(MATERIAL FOR THE TASK)
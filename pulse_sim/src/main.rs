//! Pulse DST Simulator CLI
//!
//! Replay supervisor-facing heartbeat scenarios in virtual time.

use clap::Parser;
use pulse_sim::{ScenarioId, ScenarioResult, ScenarioRunner, DEFAULT_HORIZON_SECS};
use tracing::{error, info};
use tracing_subscriber::{EnvFilter, FmtSubscriber};

/// Pulse Deterministic Simulation Testing CLI
#[derive(Parser, Debug)]
#[command(name = "pulse-sim")]
#[command(about = "Run deterministic heartbeat scenarios for Pulse", long_about = None)]
struct Args {
    /// Master seed for determinism (0 = random from time)
    #[arg(short, long, default_value = "42")]
    seed: u64,

    /// Scenario to run (crash_ceiling, silent_stall, missing_port, stall_window, healthy_role, lossy_transport, all)
    #[arg(short = 'S', long, default_value = "all")]
    scenario: String,

    /// Number of consecutive seeds to test (for CI mode)
    #[arg(long, default_value = "1")]
    seeds: usize,

    /// Virtual seconds before a scenario is cut off
    #[arg(long, default_value_t = DEFAULT_HORIZON_SECS)]
    horizon: f64,

    /// Verbose output
    #[arg(short, long)]
    verbose: bool,

    /// JSON output for CI parsing
    #[arg(long)]
    json: bool,
}

#[tokio::main(flavor = "current_thread")]
async fn main() {
    let args = Args::parse();

    // Initialize logging
    let filter = EnvFilter::try_from_default_env().unwrap_or_else(|_| {
        EnvFilter::new(if args.verbose {
            "debug"
        } else {
            "pulse_sim=info,pulse_core=warn"
        })
    });
    // Logs go to stderr so `--json` leaves stdout parseable
    let subscriber = FmtSubscriber::builder()
        .with_env_filter(filter)
        .with_writer(std::io::stderr)
        .finish();
    tracing::subscriber::set_global_default(subscriber)
        .expect("Failed to set tracing subscriber");

    if !args.json {
        info!("Pulse DST Simulator v0.1.0");
        info!("━━━━━━━━━━━━━━━━━━━━━━━━━━━━━━━━━━━━━━━━━━━━━━━━━━━━━");
    }

    // Parse scenarios
    let scenarios: Vec<ScenarioId> = if args.scenario == "all" {
        ScenarioId::all()
    } else {
        vec![args.scenario.parse().unwrap_or_else(|e| {
            eprintln!("Error: {}", e);
            eprintln!("Available scenarios: crash_ceiling, silent_stall, missing_port, stall_window, healthy_role, lossy_transport, all");
            std::process::exit(1);
        })]
    };

    // Determine base seed
    let base_seed = if args.seed == 0 {
        std::time::SystemTime::now()
            .duration_since(std::time::UNIX_EPOCH)
            .map(|d| d.as_nanos() as u64)
            .unwrap_or(42)
    } else {
        args.seed
    };

    let mut all_results: Vec<ScenarioResult> = Vec::new();

    for seed_offset in 0..args.seeds {
        let seed = base_seed.wrapping_add(seed_offset as u64);
        let runner = ScenarioRunner::new(seed).with_horizon(args.horizon);

        for scenario in &scenarios {
            let result = runner.run(*scenario).await;

            if !args.json {
                if result.passed {
                    info!(
                        "✓ {} (seed={}) PASSED | {} beats, {} stall ticks, t={:.1}s",
                        scenario.name(),
                        seed,
                        result.metrics.heartbeats_sent,
                        result.metrics.stall_iterations,
                        result.final_time_secs
                    );
                } else {
                    error!(
                        "✗ {} (seed={}) FAILED: {}",
                        scenario.name(),
                        seed,
                        result.failure_reason.as_deref().unwrap_or("unknown")
                    );
                }
            }

            all_results.push(result);
        }
    }

    let total = all_results.len();
    let failed_count = all_results.iter().filter(|r| !r.passed).count();

    if args.json {
        // JSON output for CI parsing
        let summary = serde_json::json!({
            "total": total,
            "passed": total - failed_count,
            "failed": failed_count,
            "results": all_results.iter().map(|r| {
                serde_json::json!({
                    "scenario": r.scenario.name(),
                    "seed": r.seed,
                    "passed": r.passed,
                    "steps": r.total_steps,
                    "time_secs": r.final_time_secs,
                    "failure_reason": r.failure_reason,
                    "metrics": r.metrics,
                })
            }).collect::<Vec<_>>(),
        });
        match serde_json::to_string_pretty(&summary) {
            Ok(text) => println!("{}", text),
            Err(e) => error!("Failed to render summary: {}", e),
        }
    } else {
        info!("━━━━━━━━━━━━━━━━━━━━━━━━━━━━━━━━━━━━━━━━━━━━━━━━━━━━━");

        if failed_count == 0 {
            info!("✅ All {} scenario runs passed!", total);
        } else {
            error!("❌ {}/{} scenario runs failed!", failed_count, total);

            for result in all_results.iter().filter(|r| !r.passed) {
                error!(
                    "  - {} seed={}: {}",
                    result.scenario.name(),
                    result.seed,
                    result.failure_reason.as_deref().unwrap_or("unknown")
                );
            }
        }
    }

    // Exit with proper code for CI
    if failed_count > 0 {
        std::process::exit(1);
    }
}
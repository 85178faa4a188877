//! Datagram sink abstraction for heartbeat emission.

use async_trait::async_trait;
use crate::error::EnvError;

/// Abstraction for fire-and-forget datagram output.
///
/// # Implementations
///
/// - **Production**: `UdpSink` - one UDP socket aimed at `localhost:<port>`
/// - **Simulation**: `RecordingSink` - captures payloads with virtual timestamps
///
/// # Delivery
///
/// ```text
/// Simulator                 Sink                   Supervisor
///   |                        |                          |
///   |-- send(b"p4242") ----->|                          |
///   |                        |-- datagram (no ack) ---->|
///   |<- Ok(5) / Err(..) -----|                          |
/// ```
#[async_trait]
pub trait DatagramSink: Send + Sync + 'static {
    /// Emits one datagram.
    ///
    /// # Returns
    /// * `Ok(n)` - `n` bytes handed to the transport
    /// * `Err(EnvError::Network)` - Immediate send failure
    ///
    /// # Note
    /// Success does not guarantee delivery. Callers never retry.
    async fn send(&self, payload: &[u8]) -> Result<usize, EnvError>;

    /// Human-readable destination (for logging).
    fn destination(&self) -> String;
}
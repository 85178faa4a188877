//! Core environment context trait for the heartbeat simulator.

use async_trait::async_trait;
use std::time::Duration;

/// The central interface for Environment Interaction.
///
/// This trait abstracts the "real world" so the simulator's state machine
/// can run against wall-clock time or against a virtual clock.
///
/// # Implementations
///
/// - **Production**: `TokioContext` - wraps `tokio::time`, `thread_rng`
/// - **Simulation**: `SimContext` - virtual clock, `ChaCha8Rng(seed)`
#[async_trait]
pub trait PulseContext: Send + Sync + 'static {
    /// Returns the current monotonic time since context creation.
    ///
    /// Elapsed run time is measured against this clock.
    fn now(&self) -> Duration;

    /// Suspends execution for the given duration.
    ///
    /// In production: wraps `tokio::time::sleep`
    /// In simulation: advances virtual clock
    async fn sleep(&self, duration: Duration);

    /// Draws a value uniformly from `low..=high`.
    ///
    /// Returns `low` when the range is empty.
    fn random_in(&self, low: u64, high: u64) -> u64;

    /// Returns the id of the process the simulator speaks for.
    fn pid(&self) -> u32;

    /// Returns the context's seed (for logging/debugging).
    ///
    /// In production, returns 0 (not seeded).
    /// In simulation, returns the master seed.
    fn seed(&self) -> u64;
}
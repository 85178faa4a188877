//! Pulse Core - a configurable liveness-signal emitter
//!
//! Simulates a worker process under watchdog supervision:
//! 1. **Config**: per-instance timing read through a section/key accessor
//! 2. **Loop**: jittered `p<pid>` UDP heartbeats to the supervisor
//! 3. **Failure injection**: at a computed ceiling, crash or fall silent

pub mod config;
pub mod error;
pub mod instance;
pub mod palette;
pub mod payload;
pub mod role;
pub mod simulator;
pub mod timing;

// Re-export key types for convenience
pub use config::{ConfigAccessor, IniConfig};
pub use error::{ArgumentError, ConfigError, ConfigWarning};
pub use instance::{InstanceConfig, InstanceLayout, Resolved};
pub use palette::Palette;
pub use payload::Payload;
pub use role::{parse_index, parse_role, Role};
pub use simulator::{Exit, HeartbeatSimulator, Phase, RunState, StepEvent};
pub use timing::{StallPlan, Timing};
//! Derived timing: observation ceiling, jitter window, stall plan.
//!
//! All values are computed once from an [`InstanceConfig`] and never change
//! for the rest of the run.

use crate::instance::InstanceConfig;
use std::time::Duration;

/// Floor of the observation window in seconds.
pub const MIN_OBSERVATION_SECS: u64 = 180;

/// Heartbeat cycles observed before the ceiling fires.
pub const CEILING_MULTIPLIER: u64 = 5;

/// Floor of the total stall window in seconds.
pub const MIN_STALL_SECS: f64 = 100.0;

/// Floor of one stall iteration in seconds.
pub const MIN_STALL_INTERVAL_SECS: f64 = 2.0;

/// `max(|interval| * 5, 180)` seconds.
pub fn max_runtime_secs(heartbeat_interval: i64) -> u64 {
    heartbeat_interval
        .unsigned_abs()
        .saturating_mul(CEILING_MULTIPLIER)
        .max(MIN_OBSERVATION_SECS)
}

/// Inclusive jitter window `[interval / 3, interval / 2]` in whole seconds.
///
/// `None` when heartbeats are disabled (`interval <= 0`).
pub fn jitter_bounds(heartbeat_interval: i64) -> Option<(u64, u64)> {
    if heartbeat_interval <= 0 {
        return None;
    }
    let interval = heartbeat_interval as u64;
    Some((interval / 3, interval / 2))
}

/// The bounded silence injected by the `NoHeartbeat` role.
#[derive(Debug, Clone, Copy, PartialEq)]
pub struct StallPlan {
    /// Total stall window, `max(|interval| * 5, 100)` seconds
    pub sleep_time: f64,

    /// One stall iteration, `max(|interval + 1| / 10, 2)` seconds
    pub interval: f64,

    /// `floor(sleep_time / interval)`
    pub repeats: u64,
}

impl StallPlan {
    pub fn for_interval(heartbeat_interval: i64) -> Self {
        let sleep_time = (heartbeat_interval
            .unsigned_abs()
            .saturating_mul(CEILING_MULTIPLIER) as f64)
            .max(MIN_STALL_SECS);
        let interval =
            (heartbeat_interval.saturating_add(1).unsigned_abs() as f64 / 10.0).max(MIN_STALL_INTERVAL_SECS);

        Self {
            sleep_time,
            interval,
            repeats: (sleep_time / interval).floor() as u64,
        }
    }

    /// Length of one stall iteration.
    pub fn step(&self) -> Duration {
        Duration::from_secs_f64(self.interval)
    }

    /// Silence spent across all `repeats` iterations.
    pub fn window(&self) -> Duration {
        self.step().mul_f64(self.repeats as f64)
    }
}

/// Timing derived from one instance's configuration.
#[derive(Debug, Clone, PartialEq)]
pub struct Timing {
    /// Elapsed run time after which the role's failure mode fires
    pub max_runtime: Duration,

    /// False for the whole run when `heartbeat_interval <= 0`
    pub heartbeat_enabled: bool,

    /// One-off sleep before the loop, `heartbeat_delay - 1` seconds
    pub initial_sleep: Option<Duration>,

    /// `wait_time` reported with the first heartbeat
    pub initial_wait_time: u64,

    pub jitter: Option<(u64, u64)>,

    pub stall: StallPlan,
}

impl Timing {
    pub fn derive(config: &InstanceConfig) -> Self {
        let delay = config.heartbeat_delay;
        let initial_sleep = (delay > 0).then(|| Duration::from_secs((delay - 1) as u64));

        Self {
            max_runtime: Duration::from_secs(max_runtime_secs(config.heartbeat_interval)),
            heartbeat_enabled: config.heartbeat_interval > 0,
            initial_sleep,
            initial_wait_time: delay.max(0) as u64,
            jitter: jitter_bounds(config.heartbeat_interval),
            stall: StallPlan::for_interval(config.heartbeat_interval),
        }
    }
}

#[cfg(test)]
mod tests {
    use super::*;
    use approx::assert_relative_eq;
    use proptest::prelude::*;

    fn instance(delay: i64, interval: i64) -> InstanceConfig {
        InstanceConfig {
            index: 1,
            name: "alpha".into(),
            heartbeat_delay: delay,
            heartbeat_interval: interval,
            udp_port: 12345,
        }
    }

    #[test]
    fn test_max_runtime_floor_and_scaling() {
        assert_eq!(max_runtime_secs(30), 180);
        assert_eq!(max_runtime_secs(0), 180);
        assert_eq!(max_runtime_secs(36), 180);
        assert_eq!(max_runtime_secs(37), 185);
        assert_eq!(max_runtime_secs(-100), 500);
        assert_eq!(max_runtime_secs(i64::MIN), u64::MAX);
    }

    #[test]
    fn test_jitter_bounds() {
        assert_eq!(jitter_bounds(30), Some((10, 15)));
        assert_eq!(jitter_bounds(1), Some((0, 0)));
        assert_eq!(jitter_bounds(7), Some((2, 3)));
        assert_eq!(jitter_bounds(0), None);
        assert_eq!(jitter_bounds(-30), None);
    }

    #[test]
    fn test_stall_plan_for_sixty_second_interval() {
        let plan = StallPlan::for_interval(60);
        assert_relative_eq!(plan.sleep_time, 300.0);
        assert_relative_eq!(plan.interval, 6.1);
        assert_eq!(plan.repeats, 49);
        assert_relative_eq!(plan.window().as_secs_f64(), 298.9, epsilon = 1e-6);
    }

    #[test]
    fn test_stall_plan_floors() {
        let plan = StallPlan::for_interval(0);
        assert_relative_eq!(plan.sleep_time, 100.0);
        assert_relative_eq!(plan.interval, 2.0);
        assert_eq!(plan.repeats, 50);
        assert_eq!(plan.step(), Duration::from_secs(2));
    }

    #[test]
    fn test_initial_delay_subtracts_one_second() {
        let timing = Timing::derive(&instance(2, 30));
        assert_eq!(timing.initial_sleep, Some(Duration::from_secs(1)));
        assert_eq!(timing.initial_wait_time, 2);
        assert!(timing.heartbeat_enabled);
    }

    #[test]
    fn test_zero_and_negative_delay_do_not_sleep() {
        let zero = Timing::derive(&instance(0, 30));
        assert_eq!(zero.initial_sleep, None);
        assert_eq!(zero.initial_wait_time, 0);

        let negative = Timing::derive(&instance(-4, 30));
        assert_eq!(negative.initial_sleep, None);
        assert_eq!(negative.initial_wait_time, 0);
    }

    #[test]
    fn test_non_positive_interval_disables_heartbeats() {
        for interval in [0, -1, -60] {
            let timing = Timing::derive(&instance(0, interval));
            assert!(!timing.heartbeat_enabled);
            assert_eq!(timing.jitter, None);
        }
    }

    proptest! {
        #[test]
        fn prop_max_runtime_formula(interval in -100_000i64..100_000) {
            let expected = (interval.abs() * 5).max(180) as u64;
            prop_assert_eq!(max_runtime_secs(interval), expected);
        }

        #[test]
        fn prop_jitter_window_is_ordered_and_non_negative(interval in 1i64..1_000_000) {
            let (low, high) = jitter_bounds(interval).unwrap();
            prop_assert!(low <= high);
            prop_assert_eq!(low, (interval / 3) as u64);
            prop_assert_eq!(high, (interval / 2) as u64);
        }

        #[test]
        fn prop_stall_plan_never_empty(interval in -100_000i64..100_000) {
            let plan = StallPlan::for_interval(interval);
            prop_assert!(plan.interval >= MIN_STALL_INTERVAL_SECS);
            prop_assert!(plan.sleep_time >= MIN_STALL_SECS);
            prop_assert!(plan.repeats >= 1);
        }
    }
}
(End MATERIAL FOR THE TASK)
WHAT NEEDS TO BE DONE:
Each line of the records with the word "info" in it is to be copied.

YOUR SOLUTION:
use tracing::{error, info};
            "pulse_sim=info,pulse_core=warn"
        info!("Pulse DST Simulator v0.1.0");
        info!("━━━━━━━━━━━━━━━━━━━━━━━━━━━━━━━━━━━━━━━━━━━━━━━━━━━━━");
                    info!(
        info!("━━━━━━━━━━━━━━━━━━━━━━━━━━━━━━━━━━━━━━━━━━━━━━━━━━━━━");
            info!("✅ All {} scenario runs passed!", total);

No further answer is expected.